También me informará otro dato que confirmará mi presunción de que quien finalmente da la orden de matar al Che es el agente de la CIA Félix Rodríguez, que actúa con la falsa de identidad de “capitán Ramos”, cubano de nacimiento y fugado a Miami. La orden de eliminar al legendario guerrillero es tomada por el presidente Barrientos, por el general Ovando – más tarde presidente y quien nunca se recuperará de una crisis depresiva provocada por el misterioso asesinato de su hijo – y por el general Torres, también víctima de la “maldición del Che” pues luego de ejercer como presiente inclinado hacia la izquierda perecerá a manos de la Triple A en una calle de Buenos Aires. La orden letaol es llevada personalmente a La Higuera por el coronel Zenteno, comandante de la Octava División, quien dos años más tarde será asesinado en París por un “comando Che Guevara”.

Al mediodía del 8, me confirmará Julia, el oficial del ejército de más alta graduación, aunque ficticio, era el eficiente Félix Rodríguez quien ya había fotografiado prolijamente todas las páginas del diario del Che e instalado un equipo de radio con el que se comunicaba con su base de la CIA. Los coroneles Zenteno y Selich habían volado ya de regreso a Vallegrande para preparar el show de la exhibición del cadáver del Che para la prensa nacional y extranjera, tal como se anunciaba en las radios bolivianas.

Claro que para ello había un problema y no era menor: el Che todavía estaba vivo y el capitán Prado y el mayor Ayoroa estaban fuera de La Higuera completando las operaciones de limpieza que costarían la vida de otros dos guerrilleros NNNNNN y NNNNNN, aunque quizás el verdadero motivo era que no querían cargar con la responsabilidad ante la Historia de ordenar la muerte del símbolo globalizado de la ética y el principismo.

“Cuando salí de la escuela no encontré a nadie, sólo al subteniente Huerta. Los jefes se habían ido todos” recordará Julia. Luego de discutir acerca de una falta de ortografía en una lámina fijada contra la pared del aula, el Che le había encargado averiguar qué suerte le esperaba.
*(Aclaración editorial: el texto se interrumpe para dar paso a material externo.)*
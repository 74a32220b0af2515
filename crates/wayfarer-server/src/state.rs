//! Shared handler state.

use std::sync::Arc;

use axum::extract::FromRef;
use wayfarer_config::AppConfig;
use wayfarer_core::entities::{Client, Itinerary};
use wayfarer_recommend::Recommender;
use wayfarer_store::MemoryStore;
use wayfarer_upstream::{ChatClient, UpstreamError, WeatherClient};

/// Everything a handler can reach. Cheap to clone.
#[derive(Debug, Clone)]
pub struct AppState {
    pub config: Arc<AppConfig>,
    pub weather: WeatherClient,
    pub recommender: Recommender,
    pub clients: MemoryStore<Client>,
    pub itineraries: MemoryStore<Itinerary>,
}

impl AppState {
    /// Build upstream clients from `config` and start with empty stores.
    ///
    /// # Errors
    ///
    /// Returns [`UpstreamError::Http`] if an HTTP client cannot be built.
    pub fn new(config: AppConfig) -> Result<Self, UpstreamError> {
        let weather = WeatherClient::new(&config.weather)?;
        let recommender = Recommender::new(ChatClient::new(&config.ai)?);
        Ok(Self {
            config: Arc::new(config),
            weather,
            recommender,
            clients: MemoryStore::new(),
            itineraries: MemoryStore::new(),
        })
    }
}

impl FromRef<AppState> for MemoryStore<Client> {
    fn from_ref(state: &AppState) -> Self {
        state.clients.clone()
    }
}

impl FromRef<AppState> for MemoryStore<Itinerary> {
    fn from_ref(state: &AppState) -> Self {
        state.itineraries.clone()
    }
}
El coronel Zenteno le había pedido “como amigo” que cumpliera con la orden de La Paz, también habrá recibido órdenes en su aparato de radio. “Yo les ordené a los sargentos Terán y Huanca que actuaran”, me confirmará Rodríguez sin vacilación en su voz, en una comunicación telefónica desde su casa en Miami. “A Terán le ordené que le disparara desde el pecho hacia abajo y él respondió  “sí, mi capitán…sí, mi capitán”. Se trataba de fingir que el Che había muerto en combate y no contradecir la información ya difundida de la herida en su pierna. El propósito era que se desangrase en el suelo de esa humilde escuelita pero una bala justiciera atravesó su corazón y lo mató en el acto.No le fue fácil a Terán cumplir con el papel que el Destino le había reservado. Entró tres o cuatro veces a la habitación y cambió su fusil por uno de los modernos “garand” facilitados por los “boinas verdes”. Por ello  el asesinato de Willy y el del Che no fueron inmediatos, en lo que coincidieron todos a quienes entrevisté en el lugar, contradiciendo a todo los biógrafos más reconocidos, ningunos de los cuales estuvo en La Higuera, pues  Terán necesitó veinte minutos, varios vasos de “singani” y la provocación del guerrillero argentino quien le gritaba “dispará cobarde, que vas a matar a un hombre”, para finalmente oprimir el gatillo y catapultar al Che hacia la eternidad.